If the sum of the squares of the reciprocals of the roots $$\alpha$$ and $$\beta$$ of the equation $$3x^2 + \lambda x - 1 = 0$$ is $$15$$, then $$6(\alpha^3 + \beta^3)^2$$ is equal to

Given: $$3x^2 + \lambda x - 1 = 0$$ with roots $$\alpha$$ and $$\beta$$.

By Vieta's formulas:

$$ \alpha + \beta = -\frac{\lambda}{3}, \quad \alpha\beta = -\frac{1}{3} $$

We are given that the sum of the squares of the reciprocals of the roots is 15:

$$ \frac{1}{\alpha^2} + \frac{1}{\beta^2} = 15 $$

$$ \frac{\alpha^2 + \beta^2}{\alpha^2\beta^2} = 15 $$

Now, $$\alpha^2 + \beta^2 = (\alpha + \beta)^2 - 2\alpha\beta = \frac{\lambda^2}{9} - 2\left(-\frac{1}{3}\right) = \frac{\lambda^2}{9} + \frac{2}{3}$$

And $$\alpha^2\beta^2 = (\alpha\beta)^2 = \frac{1}{9}$$

Substituting:

$$ \frac{\frac{\lambda^2}{9} + \frac{2}{3}}{\frac{1}{9}} = 15 $$

$$ 9\left(\frac{\lambda^2}{9} + \frac{2}{3}\right) = 15 $$

$$ \lambda^2 + 6 = 15 $$

$$ \lambda^2 = 9 \implies \lambda = \pm 3 $$

Now we need to find $$6(\alpha^3 + \beta^3)^2$$.

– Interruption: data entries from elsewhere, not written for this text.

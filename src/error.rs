//! Error types for the magic-square library.
//!
//! This module provides error handling using the `thiserror` crate, with
//! specific variants for input validation, unsolvable orders, and
//! construction dispatch.

use thiserror::Error;

/// The main error type for the magic-square library.
#[derive(Error, Debug, Clone, PartialEq, Eq)]
pub enum Error {
    // ============ Input Validation Errors ============
    /// An argument is zero, empty, or otherwise not a positive quantity.
    #[error("invalid input: {message}")]
    InvalidInput {
        /// Description of what is invalid.
        message: String,
    },

    // ============ Generation Errors ============
    /// The requested order has no magic square (only n = 2).
    #[error("no {n} x {n} magic square exists")]
    NoSolution {
        /// The unsolvable order.
        n: u32,
    },

    /// No construction method applies to the requested order.
    ///
    /// Defensive: with the closed order set this is only reachable if
    /// classification is extended without a matching constructor.
    #[error("no construction method applies to order {n}")]
    UnsupportedOrder {
        /// The unclassifiable order.
        n: u32,
    },

    /// A constructor was invoked with an order outside its congruence class.
    #[error("{algorithm} construction requires {requires}, got n = {n}")]
    OrderMismatch {
        /// The rejected order.
        n: u32,
        /// Name of the construction algorithm.
        algorithm: &'static str,
        /// Human-readable congruence requirement.
        requires: &'static str,
    },

    // ============ Dimension Errors ============
    /// A supplied grid is not square.
    #[error("dimension mismatch: expected {expected}, got {actual}")]
    DimensionMismatch {
        /// Expected dimension description.
        expected: String,
        /// Actual dimension description.
        actual: String,
    },
}

/// A specialized `Result` type for magic-square operations.
pub type Result<T, E = Error> = std::result::Result<T, E>;

impl Error {
    /// Create a new `InvalidInput` error.
    #[must_use]
    pub fn invalid_input(message: impl Into<String>) -> Self {
        Self::InvalidInput {
            message: message.into(),
        }
    }
}

#[cfg(test)]
mod tests {
    use super::*;

    #[test]
    fn test_error_display() {
        let err = Error::NoSolution { n: 2 };
        assert!(err.to_string().contains("2 x 2"));

        let err = Error::OrderMismatch {
            n: 4,
            algorithm: "Siamese",
            requires: "an odd order",
        };
        assert!(err.to_string().contains("Siamese"));
        assert!(err.to_string().contains("odd"));
        assert!(err.to_string().contains("4"));

        let err = Error::invalid_input("cell count must be at least 1");
        assert!(err.to_string().contains("cell count"));
    }

    #[test]
    fn test_error_equality() {
        assert_eq!(Error::NoSolution { n: 2 }, Error::NoSolution { n: 2 });
        assert_ne!(Error::NoSolution { n: 2 }, Error::UnsupportedOrder { n: 2 });
    }
}
//! LUX-quadrant construction for singly-even-order magic squares.
//!
//! Orders n ≡ 2 (mod 4) are the hard case: neither the Siamese walk nor
//! the pattern fill applies. Conway's LUX method partitions the square
//! into n/2-sized quadrants and relabels an underlying numbering per
//! quadrant. This implementation reproduces that relabeling directly: a
//! single counter k sweeps the cells (rows top-down, columns right to
//! left) and each cell takes one of four values selected by fixed
//! geometric predicates over (i, j, n/2).
//!
//! The predicates are dense, geometry-derived boolean algebra encoding the
//! classical quadrant-swap structure, boundary offsets (i > 2, j < n−3,
//! ...) included. They are validated empirically across many orders rather
//! than re-derived; see the tests.

use ndarray::Array2;

use super::Constructor;
use crate::error::{Error, Result};
use crate::order::Order;
use crate::square::MagicSquare;

/// LUX-quadrant construction for singly-even orders (n ≥ 6).
///
/// # Example
///
/// ```
/// use magic_square::construct::{Constructor, Lux};
///
/// let square = Lux.construct(6).unwrap();
/// assert!(square.is_magic());
/// assert_eq!(square.magic_constant(), 111);
/// ```
#[derive(Debug, Clone, Copy, Default)]
pub struct Lux;

impl Lux {
    /// Construct an n x n magic square for n ≡ 2 (mod 4), n ≥ 6.
    ///
    /// # Errors
    ///
    /// Returns [`Error::OrderMismatch`] if `n` is not singly even, and for
    /// n = 2, which has no solution.
    pub fn construct(&self, n: u32) -> Result<MagicSquare> {
        if n < 6 || !Order::SinglyEven.matches(n) {
            return Err(Error::OrderMismatch {
                n,
                algorithm: self.name(),
                requires: "a singly even order of at least 6",
            });
        }

        let side = n as usize;
        let mut data = Array2::zeros((side, side));

        // Signed arithmetic: the predicates subtract freely.
        let n = i64::from(n);
        let half = n / 2;

        let mut k: i64 = 1;
        for i in 0..n {
            for j in (0..n).rev() {
                let value = if i == j || i + j + 1 == n {
                    // Center diagonal bands keep the raw counter.
                    k
                } else if Self::first_band(i, j, n, half) {
                    n * n - k + n - 2 * j
                } else if Self::second_band(i, j, n, half) {
                    (2 * i + 1) * n - k + 1
                } else {
                    n * n - k + 1
                };

                #[allow(clippy::cast_possible_truncation, clippy::cast_sign_loss)]
                {
                    data[[i as usize, j as usize]] = value as u32;
                }
                k += 1;
            }
        }

        Ok(MagicSquare::new(data))
    }

    /// Predicate for the n² − k + n − 2j relabeling band.
    fn first_band(i: i64, j: i64, n: i64, half: i64) -> bool {
        if (i + j) % 2 == 0 {
            (i + j >= n && j < half)
                || (i - j > 0 && i < half && i > 2)
                || (j - i > 0 && i >= half)
                || (i + j < n && j >= half && i > 1)
        } else {
            (i + j < n && i >= half)
                || (j - i > 0 && j < half && i > 1)
                || (i - j > 0 && j >= half)
                || (i + j > n && i < half && i > 2)
        }
    }

    /// Predicate for the (2i + 1)n − k + 1 relabeling band.
    fn second_band(i: i64, j: i64, n: i64, half: i64) -> bool {
        if (i + j) % 2 == 0 {
            (j - i > 0 && j < half)
                || (i + j >= n && i < half && j < n - 2)
                || (i + j < n && i >= half)
                || (i - j > 0 && j >= half && j < n - 3)
        } else {
            (i - j > 0 && i < half)
                || (i + j < n && j >= half && j < n - 3)
                || (i + j >= n && j < half)
                || (j - i > 0 && i >= half && j < n - 2)
        }
    }
}

impl Constructor for Lux {
    fn name(&self) -> &'static str {
        "LUX"
    }

    fn order(&self) -> Order {
        Order::SinglyEven
    }

    fn construct(&self, n: u32) -> Result<MagicSquare> {
        Lux::construct(self, n)
    }
}

#[cfg(test)]
mod tests {
    use super::*;

    #[test]
    fn test_singly_even_orders_magic_and_complete() {
        // The predicate thresholds are not re-derived here, so the
        // round-trip property is checked across a wide range of orders.
        for n in [6u32, 10, 14, 18, 22, 26, 30] {
            let square = Lux.construct(n).unwrap();
            assert_eq!(square.order(), n as usize);
            assert!(square.is_magic(), "order {n} square must be magic");
            assert!(
                square.values_complete(),
                "order {n} square must contain 1..n² once each"
            );
        }
    }

    #[test]
    fn test_order_six_layout() {
        let square = Lux.construct(6).unwrap();
        assert_eq!(square.to_rows()[0], vec![6, 32, 3, 34, 35, 1]);
        assert_eq!(square.get(5, 0), 36);
    }

    #[test]
    fn test_diagonal_cells_take_raw_counter() {
        // (0, 5) is the first anti-diagonal cell visited, k = 1.
        let square = Lux.construct(6).unwrap();
        assert_eq!(square.get(0, 5), 1);
    }

    #[test]
    fn test_wrong_order_rejected() {
        assert!(Lux.construct(0).is_err());
        assert!(Lux.construct(2).is_err());
        assert!(Lux.construct(5).is_err());
        assert!(Lux.construct(8).is_err());
    }
}
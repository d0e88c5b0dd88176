//! Batch orchestration: load checkpoint, enrich one batch, commit the tail.

use std::path::PathBuf;
use std::time::Duration;

use anyhow::{Context, Result};
use chrono::{DateTime, Utc};
use rpe_core::ErrorEntry;
use rpe_enrich::{ExaClient, ExaConfig, ProfileSearcher, DEFAULT_BASE_URL};
use rpe_storage::{read_roster, CheckpointStore, CsvCheckpointStore, ErrorLog, OutputSink};
use serde::Serialize;
use tracing::{debug, info, warn};
use uuid::Uuid;

pub const CRATE_NAME: &str = "rpe-batch";

pub const DEFAULT_BATCH_SIZE: usize = 10;
const DEFAULT_REQUEST_PAUSE_MS: u64 = 1_000;
const DEFAULT_HTTP_TIMEOUT_SECS: u64 = 20;

#[derive(Debug, Clone)]
pub struct BatchConfig {
    pub input_csv: PathBuf,
    pub checkpoint_csv: PathBuf,
    pub output_csv: PathBuf,
    pub error_log: PathBuf,
    pub batch_size: usize,
    pub request_pause: Duration,
}

impl BatchConfig {
    pub fn from_env() -> Self {
        Self {
            input_csv: env_path("RPE_INPUT_CSV", "members.csv"),
            checkpoint_csv: env_path("RPE_CHECKPOINT_CSV", "remaining.csv"),
            output_csv: env_path("RPE_OUTPUT_CSV", "enriched.csv"),
            error_log: env_path("RPE_ERROR_LOG", "enrichment_errors.log"),
            batch_size: env_parsed("RPE_BATCH_SIZE", DEFAULT_BATCH_SIZE),
            request_pause: Duration::from_millis(env_parsed(
                "RPE_REQUEST_PAUSE_MS",
                DEFAULT_REQUEST_PAUSE_MS,
            )),
        }
    }
}

/// Search-client settings from the environment. `EXA_API_KEY` is the one
/// required secret; a missing or placeholder value fails the run before any
/// file is touched.
pub fn exa_config_from_env() -> Result<ExaConfig> {
    let api_key = std::env::var("EXA_API_KEY")
        .ok()
        .filter(|key| !key.trim().is_empty() && key != "your_exa_api_key_here")
        .context("EXA_API_KEY must be set to your Exa API key")?;
    Ok(ExaConfig {
        api_key,
        base_url: std::env::var("EXA_BASE_URL").unwrap_or_else(|_| DEFAULT_BASE_URL.to_string()),
        timeout: Duration::from_secs(env_parsed(
            "RPE_HTTP_TIMEOUT_SECS",
            DEFAULT_HTTP_TIMEOUT_SECS,
        )),
        search_hint: std::env::var("RPE_SEARCH_HINT").unwrap_or_default(),
        org_name: std::env::var("RPE_ORG_NAME").unwrap_or_default(),
    })
}

fn env_path(var: &str, default: &str) -> PathBuf {
    std::env::var(var)
        .map(PathBuf::from)
        .unwrap_or_else(|_| PathBuf::from(default))
}

fn env_parsed<T: std::str::FromStr>(var: &str, default: T) -> T {
    std::env::var(var)
        .ok()
        .and_then(|v| v.parse().ok())
        .unwrap_or(default)
}

#[derive(Debug, Clone, Serialize)]
pub struct RunSummary {
    pub run_id: Uuid,
    pub started_at: DateTime<Utc>,
    pub finished_at: DateTime<Utc>,
    pub batch_len: usize,
    pub found: usize,
    pub failed: usize,
    pub skipped: usize,
    pub remaining: usize,
}

#[derive(Debug)]
pub enum RunOutcome {
    /// Checkpoint was already empty: nothing processed, no API calls made.
    Exhausted,
    Completed(RunSummary),
}

#[derive(Debug, Clone, Copy, PartialEq, Eq)]
pub enum CheckpointStatus {
    NotStarted,
    Remaining(usize),
}

/// Remaining-row count without touching the search API or mutating anything.
pub fn checkpoint_status(config: &BatchConfig) -> Result<CheckpointStatus> {
    if !config.checkpoint_csv.exists() {
        return Ok(CheckpointStatus::NotStarted);
    }
    let rows = read_roster(&config.checkpoint_csv)?;
    Ok(CheckpointStatus::Remaining(rows.len()))
}

pub struct BatchRunner {
    config: BatchConfig,
    store: Box<dyn CheckpointStore>,
    searcher: Box<dyn ProfileSearcher>,
    output: OutputSink,
    errors: ErrorLog,
}

impl BatchRunner {
    pub fn new(
        config: BatchConfig,
        store: Box<dyn CheckpointStore>,
        searcher: Box<dyn ProfileSearcher>,
    ) -> Self {
        let output = OutputSink::new(&config.output_csv);
        let errors = ErrorLog::new(&config.error_log);
        Self {
            config,
            store,
            searcher,
            output,
            errors,
        }
    }

    /// Process one batch from the head of the checkpoint. Per-record
    /// enrichment failures are logged and isolated; anything else aborts the
    /// run before the checkpoint commit, leaving it untouched for a rerun.
    pub async fn run_once(&mut self) -> Result<RunOutcome> {
        let started_at = Utc::now();
        let run_id = Uuid::new_v4();

        let rows = self.store.load().context("loading checkpoint")?;
        if rows.is_empty() {
            return Ok(RunOutcome::Exhausted);
        }

        let batch_len = rows.len().min(self.config.batch_size.max(1));
        let (batch, tail) = rows.split_at(batch_len);
        info!(%run_id, batch = batch_len, remaining = rows.len(), "processing batch");

        let mut found = 0usize;
        let mut failed = 0usize;
        let mut skipped = 0usize;

        for (index, member) in batch.iter().enumerate() {
            if !member.has_fullname() {
                skipped += 1;
                debug!(row = index + 1, "skipping row without a fullname");
                continue;
            }

            info!(
                row = index + 1,
                of = batch_len,
                fullname = member.fullname_trimmed(),
                email = member.email_trimmed(),
                "enriching"
            );
            match self.searcher.enrich(member).await {
                Ok(record) => {
                    self.output
                        .append(&record)
                        .context("appending enriched row")?;
                    found += 1;
                    info!(url = %record.linkedin_url, "profile found");
                }
                Err(err) => {
                    self.errors
                        .append(&ErrorEntry::new(member, err.to_string(), Utc::now()))
                        .context("appending error entry")?;
                    failed += 1;
                    warn!(
                        fullname = member.fullname_trimmed(),
                        error = %err,
                        "enrichment failed"
                    );
                }
            }

            if index + 1 < batch_len && !self.config.request_pause.is_zero() {
                tokio::time::sleep(self.config.request_pause).await;
            }
        }

        self.store.commit(tail).context("committing checkpoint")?;

        Ok(RunOutcome::Completed(RunSummary {
            run_id,
            started_at,
            finished_at: Utc::now(),
            batch_len,
            found,
            failed,
            skipped,
            remaining: tail.len(),
        }))
    }
}

/// Production wiring: file-backed checkpoint plus the real Exa client, both
/// configured from the environment.
pub async fn run_batch_once_from_env() -> Result<RunOutcome> {
    let config = BatchConfig::from_env();
    let exa = exa_config_from_env()?;
    let store = CsvCheckpointStore::new(&config.input_csv, &config.checkpoint_csv);
    let client = ExaClient::new(exa)?;
    let mut runner = BatchRunner::new(config, Box::new(store), Box::new(client));
    runner.run_once().await
}
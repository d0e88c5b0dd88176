//! LinkedIn profile lookup and extraction via the Exa search API.

use std::sync::OnceLock;
use std::time::Duration;

use anyhow::Context;
use async_trait::async_trait;
use regex::Regex;
use rpe_core::{EnrichedRecord, MemberRecord, ProfileFacts};
use serde::{de::DeserializeOwned, Deserialize, Serialize};
use thiserror::Error;
use tracing::debug;

pub const CRATE_NAME: &str = "rpe-enrich";

pub const DEFAULT_BASE_URL: &str = "https://api.exa.ai";

const SEARCH_RESULT_COUNT: usize = 5;
const PROFILE_TEXT_MAX_CHARS: usize = 10_000;
const ORG_SEARCH_RESULT_COUNT: usize = 3;
const ORG_SEARCH_MAX_CHARS: usize = 2_000;
const EXPERIENCE_HEADING: &str = "## Experience";
const EDUCATION_HEADING: &str = "## Education";

/// Why a single record could not be enriched. Each variant is a per-record
/// failure: the runner logs it and moves on.
#[derive(Debug, Error)]
pub enum EnrichError {
    #[error("no confident match for query {query:?}")]
    NoMatch { query: String },
    #[error("search request failed: {0}")]
    Transport(#[from] reqwest::Error),
    #[error("search API returned status {status}")]
    Api { status: u16 },
    #[error("malformed search response: {0}")]
    Malformed(String),
}

/// One profile lookup per record: either a fully populated output row or a
/// typed failure. No retries, no rate limiting in here.
#[async_trait]
pub trait ProfileSearcher: Send + Sync {
    async fn enrich(&self, member: &MemberRecord) -> Result<EnrichedRecord, EnrichError>;
}
use anyhow::Result;
use clap::{Parser, Subcommand};
use rpe_batch::{checkpoint_status, BatchConfig, CheckpointStatus, RunOutcome};
use tracing_subscriber::EnvFilter;

#[derive(Debug, Parser)]
#[command(name = "rpe-cli")]
#[command(about = "Roster Profile Enricher command-line interface")]
struct Cli {
    #[command(subcommand)]
    command: Option<Commands>,
}

#[derive(Debug, Subcommand)]
enum Commands {
    /// Process the next batch of roster rows (the default).
    Run,
    /// Print how many rows remain, without calling the search API.
    Status,
}

#[tokio::main]
async fn main() -> Result<()> {
    tracing_subscriber::fmt()
        .with_env_filter(
            EnvFilter::try_from_default_env().unwrap_or_else(|_| EnvFilter::new("info")),
        )
        .init();

    let cli = Cli::parse();

    match cli.command.unwrap_or(Commands::Run) {
        Commands::Run => match rpe_batch::run_batch_once_from_env().await? {
            RunOutcome::Exhausted => println!("All done!"),
            RunOutcome::Completed(summary) => {
                println!(
                    "batch complete: run_id={} processed={} found={} failed={} skipped={} remaining={}",
                    summary.run_id,
                    summary.batch_len,
                    summary.found,
                    summary.failed,
                    summary.skipped,
                    summary.remaining
                );
                if summary.remaining > 0 {
                    println!("Run again to process the next batch.");
                }
            }
        },
        Commands::Status => {
            let config = BatchConfig::from_env();
            match checkpoint_status(&config)? {
                CheckpointStatus::NotStarted => {
                    println!("no checkpoint yet; the next run starts from the full roster")
                }
                CheckpointStatus::Remaining(0) => println!("All done!"),
                CheckpointStatus::Remaining(count) => println!("{count} rows remaining"),
            }
        }
    }

    Ok(())
}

Using the identity: $$\alpha^3 + \beta^3 = (\alpha + \beta)^3 - 3\alpha\beta(\alpha + \beta)$$

$$ \alpha + \beta = -\frac{\lambda}{3} = \pm\frac{3}{3} = \pm 1 $$

$$ \alpha^3 + \beta^3 = (\alpha + \beta)^3 - 3\alpha\beta(\alpha + \beta) $$

$$ = (\pm 1)^3 - 3\left(-\frac{1}{3}\right)(\pm 1) $$

$$ = \pm 1 + (\pm 1) = \pm 2 $$

Therefore:

$$ 6(\alpha^3 + \beta^3)^2 = 6 \times (\pm 2)^2 = 6 \times 4 = 24 $$

The answer is Option C: 24.